Это замечание относительно его прошлого образа жизни мистер Бомарис вынес с неизменившемся лицом.
– Точно так, мисс Тэллант, – мрачно сказал он. – Теперь давайте договоримся. Мне помнится, что завтра среда и в Воксхолл Гарденс будет празднество.
– Да, леди Бридлингтон одно время собиралась взять меня с собой, – согласилась Арабелла. – Но потом, вы знаете, она вспомнила, что в этот вечер будет прием в Аксбридж-хаусе.
– Очень скучное место, я не сомневаюсь. Я приглашу леди Бридлингтон – и лорда Бридлингтона, я полагаю, – оказать мне честь и присоединиться к моему приему в Воксхолле. Вы, естественно, будете включены в это приглашение, и в подходящий момент во время встречи мы вместе выскользнем на улицу, где нас будет ждать мой фаэтон.
Арабелла обдумала это предложение и нашла два возражения против него.
– Да, но каким странным покажется леди Бридлингтон то обстоятельство, что вы уйдете в середине собственного приема!
Свою мысль о том, что леди Бридлингтон посчитает эту эксцентричность наименее странной чертой планируемого мероприятия, мистер Бомарис оставил при себе. Он сказал:
– Совершенно верно. После нашего отъезда ей передадут записку.
– Ну, я полагаю, это будет лучше, чем ничего, – заключила Арабелла. – О, простит ли она когда-нибудь, что я обошлась с ней таким образом?
Это невольное восклицание, казалось, вырвалось у нее неосознанно. Затем Арабелла высказала второе из своих возражений.
– Все это хорошо, но я не могу взять саквояж с собой в Воксхолл!
– Предоставьте это мне, – сказал мистер Бомарис.
– Но вы не можете послать за ним на Парк-стрит! – возразила Арабелла.
– Конечно, нет.
– А я не стану убегать без перемены одежды, без моих расчесок и без зубного порошка! – объявила девушка.
– Это было бы совершенно неправильно, – согласился мистер Бомарис. – Все эти вещи у вас будут.
– Вы не можете покупать эти вещи для меня! – выдохнула Арабелла, пораженная.
– Я уверяю вас, что это занятие доставит мне наслаждение.

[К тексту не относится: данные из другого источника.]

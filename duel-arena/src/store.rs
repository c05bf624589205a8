//! In-memory duel store
//!
//! A single read/write lock guards the whole keyed collection. Duel count and
//! action rate are low, so one coarse lock is enough; no operation spans
//! several duels.
//!
//! Every stored duel also carries its own async writer lock. Callers that run
//! a read-modify-write sequence (fetch, apply, persist) hold it for the whole
//! sequence so that two actions on the same duel never interleave, while
//! distinct duels proceed in parallel.

use std::collections::HashMap;
use std::sync::{Arc, PoisonError, RwLock};

use crate::duel::{Duel, DuelState};
use crate::error::{ArenaError, Result};
use crate::types::DuelId;

/// Per-duel exclusive section for the read-modify-write pipeline
pub type DuelWriter = Arc<tokio::sync::Mutex<()>>;

struct StoredDuel {
    duel: Duel,
    writer: DuelWriter,
}

/// Concurrency-safe keyed collection of duels
#[derive(Default)]
pub struct DuelStore {
    duels: RwLock<HashMap<DuelId, StoredDuel>>,
}

impl DuelStore {
    pub fn new() -> Self {
        Self::default()
    }

    /// Assign a fresh ID to `duel`, store it and return the stored copy
    pub fn create(&self, mut duel: Duel) -> Duel {
        let mut duels = self.duels.write().unwrap_or_else(PoisonError::into_inner);
        let id = loop {
            let id = DuelId::generate();
            if !duels.contains_key(&id) {
                break id;
            }
        };
        duel.assign_id(id.clone());
        tracing::info!(
            "Duel '{}' created ({} players, game {})",
            id,
            duel.progress().players().len(),
            duel.game_name()
        );
        let stored = duel.clone();
        duels.insert(
            id,
            StoredDuel {
                duel,
                writer: DuelWriter::default(),
            },
        );
        stored
    }

    /// Copy of the duel stored under `id`
    pub fn get(&self, id: &DuelId) -> Result<Duel> {
        let duels = self.duels.read().unwrap_or_else(PoisonError::into_inner);
        duels
            .get(id)
            .map(|stored| stored.duel.clone())
            .ok_or_else(|| ArenaError::DuelNotFound(id.to_string()))
    }

    /// Replace the stored duel with `duel`
    ///
    /// Fails with `DuelNotFound` when no duel has this ID, and with
    /// `AlreadyEnded` when the stored duel has ended, unless `duel` is the same
    /// terminal state (same winner) being written again.
    pub fn update(&self, duel: Duel) -> Result<Duel> {
        let mut duels = self.duels.write().unwrap_or_else(PoisonError::into_inner);
        let stored = duels
            .get_mut(duel.id())
            .ok_or_else(|| ArenaError::DuelNotFound(duel.id().to_string()))?;

        if stored.duel.state() == DuelState::Ended {
            let same_result = duel.state() == DuelState::Ended && duel.winner() == stored.duel.winner();
            if !same_result {
                tracing::warn!(
                    "Duel '{}' rejected update after it ended (winner {:?})",
                    duel.id(),
                    stored.duel.winner()
                );
                return Err(ArenaError::AlreadyEnded(duel.id().to_string()));
            }
            tracing::debug!("Duel '{}' re-persisted its final state", duel.id());
        }

        stored.duel = duel.clone();
        Ok(duel)
    }

    /// Writer lock of the duel stored under `id`
    pub fn writer(&self, id: &DuelId) -> Result<DuelWriter> {
        let duels = self.duels.read().unwrap_or_else(PoisonError::into_inner);
        duels
            .get(id)
            .map(|stored| stored.writer.clone())
            .ok_or_else(|| ArenaError::DuelNotFound(id.to_string()))
    }

    /// All duels, or only those that have not ended
    pub fn list(&self, open_only: bool) -> Vec<Duel> {
        let duels = self.duels.read().unwrap_or_else(PoisonError::into_inner);
        duels
            .values()
            .filter(|stored| !open_only || stored.duel.state() != DuelState::Ended)
            .map(|stored| stored.duel.clone())
            .collect()
    }

    pub fn len(&self) -> usize {
        self.duels.read().unwrap_or_else(PoisonError::into_inner).len()
    }

    pub fn is_empty(&self) -> bool {
        self.len() == 0
    }
}
//! Per-game action pipeline
//!
//! Parse, fetch, type-check, apply, persist, then fan out. The whole sequence
//! for one duel runs under that duel's writer lock, so two actions on the same
//! duel never interleave while distinct duels proceed in parallel.

use std::marker::PhantomData;
use std::sync::Arc;

use futures::future::BoxFuture;
use futures::FutureExt;

use crate::config::ArenaConfig;
use crate::duel::Duel;
use crate::error::{ArenaError, Result};
use crate::game::Game;
use crate::message::{ActionData, ServerMessage};
use crate::registry::ConnectionRegistry;
use crate::stats::StatsTracker;
use crate::store::DuelStore;
use crate::types::{DuelId, PlayerId};

/// Object-safe processor interface, one implementation per game
pub trait ActionProcessor: Send + Sync {
    /// Game this processor serves
    fn game_name(&self) -> &'static str;

    /// Set up and store a new duel between `players`
    ///
    /// Nothing is broadcast: callers register subscribers first, then call
    /// [`push_state`](Self::push_state).
    fn create_duel(&self, players: Vec<PlayerId>) -> Result<Duel>;

    /// Run the full pipeline for one raw action; returns the persisted duel
    fn process_action<'a>(
        &'a self,
        duel_id: &'a DuelId,
        player: &'a PlayerId,
        action: &'a ActionData,
    ) -> BoxFuture<'a, Result<Duel>>;

    /// Broadcast the stored state of `duel_id` to its subscribers
    fn push_state<'a>(&'a self, duel_id: &'a DuelId) -> BoxFuture<'a, Result<usize>>;
}

/// Action processor for game `G`
pub struct GameProcessor<G: Game> {
    store: Arc<DuelStore>,
    registry: Arc<ConnectionRegistry>,
    stats: StatsTracker,
    game_config: G::Config,
    max_players: Option<usize>,
    _game: PhantomData<fn() -> G>,
}

impl<G: Game> GameProcessor<G> {
    pub fn new(
        store: Arc<DuelStore>,
        registry: Arc<ConnectionRegistry>,
        stats: StatsTracker,
        config: &ArenaConfig,
        game_config: G::Config,
    ) -> Self {
        Self {
            store,
            registry,
            stats,
            game_config,
            max_players: config.max_players,
            _game: PhantomData,
        }
    }

    async fn run(&self, duel_id: &DuelId, player: &PlayerId, data: &ActionData) -> Result<Duel> {
        let action = G::parse_action(data)?;

        let writer = self.store.writer(duel_id)?;
        let _guard = writer.lock().await;

        let mut duel = self.store.get(duel_id)?;
        if duel.game_name() != G::NAME {
            return Err(ArenaError::GameMismatch {
                expected: G::NAME.to_string(),
                found: duel.game_name().to_string(),
            });
        }

        let entry = duel.apply_action(&action, player)?;
        tracing::debug!(
            "Duel '{}' #{} {} by '{}'",
            duel_id,
            entry.seq,
            entry.action,
            player
        );

        let stored = self.store.update(duel)?;
        self.stats.count_action();
        if stored.is_over() {
            tracing::info!(
                "Duel '{}' ended at turn {}, winner {}",
                duel_id,
                stored.progress().turn(),
                stored.winner().map(|w| w.as_str()).unwrap_or_default()
            );
        }

        // Fan-out stays under the writer lock so subscribers see states in log order
        self.fan_out(&stored).await;
        Ok(stored)
    }

    async fn fan_out(&self, duel: &Duel) -> usize {
        match self
            .registry
            .broadcast(duel.id(), &ServerMessage::state_update(duel))
            .await
        {
            Ok(delivered) => delivered,
            Err(e) => {
                tracing::error!("Duel '{}' state broadcast failed: {}", duel.id(), e);
                0
            }
        }
    }
}

impl<G: Game> ActionProcessor for GameProcessor<G> {
    fn game_name(&self) -> &'static str {
        G::NAME
    }

    fn create_duel(&self, players: Vec<PlayerId>) -> Result<Duel> {
        if let Some(max) = self.max_players {
            if players.len() > max {
                return Err(ArenaError::InvalidPlayers(format!(
                    "{} players requested, at most {} allowed",
                    players.len(),
                    max
                )));
            }
        }
        let duel = Duel::setup::<G>(players, &self.game_config)?;
        Ok(self.store.create(duel))
    }

    fn process_action<'a>(
        &'a self,
        duel_id: &'a DuelId,
        player: &'a PlayerId,
        action: &'a ActionData,
    ) -> BoxFuture<'a, Result<Duel>> {
        async move {
            let result = self.run(duel_id, player, action).await;
            if let Err(e) = &result {
                tracing::debug!("Duel '{}' rejected action from '{}': {}", duel_id, player, e);
            }
            result
        }
        .boxed()
    }

    fn push_state<'a>(&'a self, duel_id: &'a DuelId) -> BoxFuture<'a, Result<usize>> {
        async move {
            let writer = self.store.writer(duel_id)?;
            let _guard = writer.lock().await;
            let duel = self.store.get(duel_id)?;
            Ok(self.fan_out(&duel).await)
        }
        .boxed()
    }
}

#[cfg(test)]
mod tests {
    use super::*;
    use crate::duel::DuelState;
    use crate::games::{BurnConfig, BurnGame};
    use crate::registry::{Connection, Outbound};
    use crate::testing::{player, TickGame, SEED};
    use crate::types::ConnectionId;

    struct Fixture {
        store: Arc<DuelStore>,
        registry: Arc<ConnectionRegistry>,
        stats: StatsTracker,
        processor: Arc<GameProcessor<BurnGame>>,
    }

    fn fixture() -> Fixture {
        let config = ArenaConfig::default();
        let stats = StatsTracker::new();
        let store = Arc::new(DuelStore::new());
        let registry = Arc::new(ConnectionRegistry::new(&config, stats.clone()));
        let processor = Arc::new(GameProcessor::<BurnGame>::new(
            store.clone(),
            registry.clone(),
            stats.clone(),
            &config,
            BurnConfig::new().with_seed(Some(SEED)),
        ));
        Fixture {
            store,
            registry,
            stats,
            processor,
        }
    }

    fn subscribe(fx: &Fixture, name: &str, duel: &Duel) -> flume::Receiver<Outbound> {
        let (conn, rx) = Connection::channel(ConnectionId::from_name(name), 64);
        fx.registry.register(conn, player(name), duel.id().clone());
        rx
    }

    fn end_turn() -> ActionData {
        ActionData::new().with("end_turn", true)
    }

    #[tokio::test]
    async fn test_create_duel_stores_without_broadcast() {
        let fx = fixture();
        let duel = fx
            .processor
            .create_duel(vec![player("alice"), player("bob")])
            .unwrap();
        assert!(duel.id().is_assigned());
        assert_eq!(duel.state(), DuelState::Active);
        assert_eq!(fx.store.len(), 1);
        assert_eq!(fx.stats.get_stats().broadcasts, 0);
    }

    #[tokio::test]
    async fn test_create_duel_rejects_bad_players() {
        let fx = fixture();
        assert!(matches!(
            fx.processor.create_duel(vec![]),
            Err(ArenaError::InvalidPlayers(_))
        ));
        let crowd = (0..9).map(|i| player(&format!("p{}", i))).collect();
        assert!(matches!(
            fx.processor.create_duel(crowd),
            Err(ArenaError::InvalidPlayers(_))
        ));
        assert!(fx.store.is_empty());
    }

    #[tokio::test]
    async fn test_process_action_persists_and_broadcasts() {
        let fx = fixture();
        let duel = fx
            .processor
            .create_duel(vec![player("alice"), player("bob")])
            .unwrap();
        let rx_a = subscribe(&fx, "alice", &duel);
        let rx_b = subscribe(&fx, "bob", &duel);
        let first = duel.progress().turn_player().unwrap().clone();

        let stored = fx
            .processor
            .process_action(duel.id(), &first, &end_turn())
            .await
            .unwrap();
        assert_eq!(stored.progress().turn(), 2);
        assert_eq!(fx.store.get(duel.id()).unwrap().progress().turn(), 2);
        assert_eq!(fx.stats.get_stats().actions_applied, 1);

        for rx in [rx_a, rx_b] {
            let msg: serde_json::Value = serde_json::from_str(&rx.try_recv().unwrap()).unwrap();
            assert_eq!(msg["type"], "state_update");
            assert_eq!(msg["duel"]["turn"], 2);
            assert_eq!(msg["duel"]["action_log"][0]["action"], "END_TURN");
            assert!(msg["game_state"]["alice"].is_object());
        }
    }

    #[tokio::test]
    async fn test_rejected_action_changes_nothing() {
        let fx = fixture();
        let duel = fx
            .processor
            .create_duel(vec![player("alice"), player("bob")])
            .unwrap();
        let rx = subscribe(&fx, "alice", &duel);
        let idle = duel.progress().next_player().unwrap().clone();

        let err = fx
            .processor
            .process_action(duel.id(), &idle, &end_turn())
            .await
            .unwrap_err();
        assert!(matches!(err, ArenaError::NotYourTurn(_)));

        let err = fx
            .processor
            .process_action(duel.id(), &idle, &ActionData::new())
            .await
            .unwrap_err();
        assert!(matches!(err, ArenaError::MalformedAction(_)));

        let stored = fx.store.get(duel.id()).unwrap();
        assert_eq!(stored.progress(), duel.progress());
        assert_eq!(stored.game().get_snapshot(), duel.game().get_snapshot());
        assert!(rx.try_recv().is_err());
    }

    #[tokio::test]
    async fn test_duel_of_another_game_is_refused() {
        let fx = fixture();
        let duel = fx
            .processor
            .create_duel(vec![player("alice"), player("bob")])
            .unwrap();
        let rx = subscribe(&fx, "alice", &duel);
        let first = duel.progress().turn_player().unwrap().clone();

        let ticks = GameProcessor::<TickGame>::new(
            fx.store.clone(),
            fx.registry.clone(),
            fx.stats.clone(),
            &ArenaConfig::default(),
            (),
        );
        let err = ticks
            .process_action(duel.id(), &first, &end_turn())
            .await
            .unwrap_err();
        match err {
            ArenaError::GameMismatch { expected, found } => {
                assert_eq!(expected, "TICK");
                assert_eq!(found, "CARD_GAME_BURN");
            }
            other => panic!("Expected GameMismatch, got {:?}", other),
        }

        let stored = fx.store.get(duel.id()).unwrap();
        assert_eq!(stored.progress(), duel.progress());
        assert_eq!(stored.game().get_snapshot(), duel.game().get_snapshot());
        assert_eq!(fx.stats.get_stats().actions_applied, 0);
        assert!(rx.try_recv().is_err());
    }

    #[tokio::test]
    async fn test_unknown_duel() {
        let fx = fixture();
        let err = fx
            .processor
            .process_action(&DuelId::from("duel_missing"), &player("alice"), &end_turn())
            .await
            .unwrap_err();
        assert!(matches!(err, ArenaError::DuelNotFound(_)));
    }

    #[tokio::test]
    async fn test_concurrent_actions_keep_log_gapless() {
        let fx = fixture();
        let duel = fx
            .processor
            .create_duel(vec![player("alice"), player("bob")])
            .unwrap();
        let id = duel.id().clone();
        let first = duel.progress().turn_player().unwrap().clone();

        // Both race to end the same turn; exactly one may win
        let tasks: Vec<_> = (0..2)
            .map(|_| {
                let processor = fx.processor.clone();
                let id = id.clone();
                let first = first.clone();
                tokio::spawn(async move { processor.process_action(&id, &first, &end_turn()).await })
            })
            .collect();
        let mut ok = 0;
        for task in tasks {
            match task.await.unwrap() {
                Ok(_) => ok += 1,
                Err(e) => assert!(matches!(e, ArenaError::NotYourTurn(_))),
            }
        }
        assert_eq!(ok, 1);

        let stored = fx.store.get(&id).unwrap();
        assert_eq!(stored.progress().turn(), 2);
        let seqs: Vec<u64> = stored.progress().action_log().iter().map(|e| e.seq).collect();
        assert_eq!(seqs, vec![1]);
    }

    #[tokio::test]
    async fn test_alternating_turns() {
        let fx = fixture();
        let duel = fx
            .processor
            .create_duel(vec![player("alice"), player("bob")])
            .unwrap();
        let id = duel.id().clone();

        for expected in 2..=8 {
            let current = fx.store.get(&id).unwrap().progress().turn_player().unwrap().clone();
            let stored = fx
                .processor
                .process_action(&id, &current, &end_turn())
                .await
                .unwrap();
            assert_eq!(stored.progress().turn(), expected);
            assert_ne!(stored.progress().turn_player().unwrap(), &current);
        }
        let seqs: Vec<u64> = fx
            .store
            .get(&id)
            .unwrap()
            .progress()
            .action_log()
            .iter()
            .map(|e| e.seq)
            .collect();
        assert_eq!(seqs, (1..=7).collect::<Vec<_>>());
    }

    #[tokio::test]
    async fn test_actions_after_end_are_refused() {
        let fx = fixture();
        let duel = fx
            .processor
            .create_duel(vec![player("alice"), player("bob")])
            .unwrap();
        let id = duel.id().clone();

        // Decks hold 15 cards after the opening hand, so the 31st end turn
        // finds an empty deck
        let mut winner = None;
        for _ in 0..40 {
            let current = fx.store.get(&id).unwrap().progress().turn_player().unwrap().clone();
            let stored = fx
                .processor
                .process_action(&id, &current, &end_turn())
                .await
                .unwrap();
            if stored.is_over() {
                winner = Some(current);
                break;
            }
        }
        let winner = winner.unwrap();
        let ended = fx.store.get(&id).unwrap();
        assert_eq!(ended.winner().unwrap().as_str(), winner.as_str());

        for p in [player("alice"), player("bob")] {
            let err = fx
                .processor
                .process_action(&id, &p, &end_turn())
                .await
                .unwrap_err();
            assert!(matches!(err, ArenaError::AlreadyEnded(_)));
        }
        assert_eq!(fx.store.get(&id).unwrap().progress(), ended.progress());
    }

    #[tokio::test]
    async fn test_push_state() {
        let fx = fixture();
        let duel = fx
            .processor
            .create_duel(vec![player("alice"), player("bob")])
            .unwrap();
        let rx = subscribe(&fx, "alice", &duel);

        assert_eq!(fx.processor.push_state(duel.id()).await.unwrap(), 1);
        let msg: serde_json::Value = serde_json::from_str(&rx.try_recv().unwrap()).unwrap();
        assert_eq!(msg["duel"]["id"], duel.id().as_str());
        assert_eq!(msg["duel"]["state"], "ACTIVE");

        assert!(fx.processor.push_state(&DuelId::from("nope")).await.is_err());
    }
}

Она уставилась на него, а потом отчаянно вскричала:
– Как все это ужасно! Я никогда, никогда не думала, что могу дойти до этого! Кажется, для вас – это самое обычное дело, но для меня… Однако я вижу, что придираться бесполезно!
В углу рта мистера Бомариса задрожал предательский мускул, который был сурово подавлен.
– Ну, не такое уж обычное, – сказал он. – Так случилось, что раньше я еще никого не похищал. Однако для человека с обычной сообразительностью в таком деле нет ничего невозможного, можете быть уверены. Но я вижу миссис Пенкридж, которая надеется встретиться взглядом с вами и со мной. Мы позволим ей сделать это, а пока она будет спрашивать, не нравится ли вам вон тот бюст Ноллекенса, я отправлюсь на поиски леди Бридлингтон и договорюсь с ней, чтобы завтра она привезла вас с собой в Воксхолл.
– О, умоляю, не надо! Я терпеть не могу миссис Пенкридж! – прошептала она.
– Да, гнусная женщина, но ее невозможно избежать, – отозвался он.
Увидев, как он поднимается, миссис Пенкридж устремилась к нему с кисловатой улыбкой на губах. Мистер Бомарис приветствовал ее, пустив в ход свою вкрадчивую обходительность, остановился, поддавшись вежливости на минуту, а потом, к негодованию Арабеллы, поклонился и отправился в следующий зал.
Глава 15
Выйдя из дома на Сомерсет-Хаус, мистер Бомарис сел в экипаж и направился к гостинице «Красный Лев». То, что он там узнал, пролило яркий свет на поведение Арабеллы. Так как у него были достаточные основания полагать, что он уже давно завоевал сердце Арабеллы, то его нисколько не ранило открытие, когда она предложила ему свою руку, чтобы иметь средства спасти брата от долгов, наоборот, только очень развлекло. Заплатив счет Бертрама за проживание в гостинице и получив назад его часы от домовладельца, он вернулся в свой дом, но на другом экипаже.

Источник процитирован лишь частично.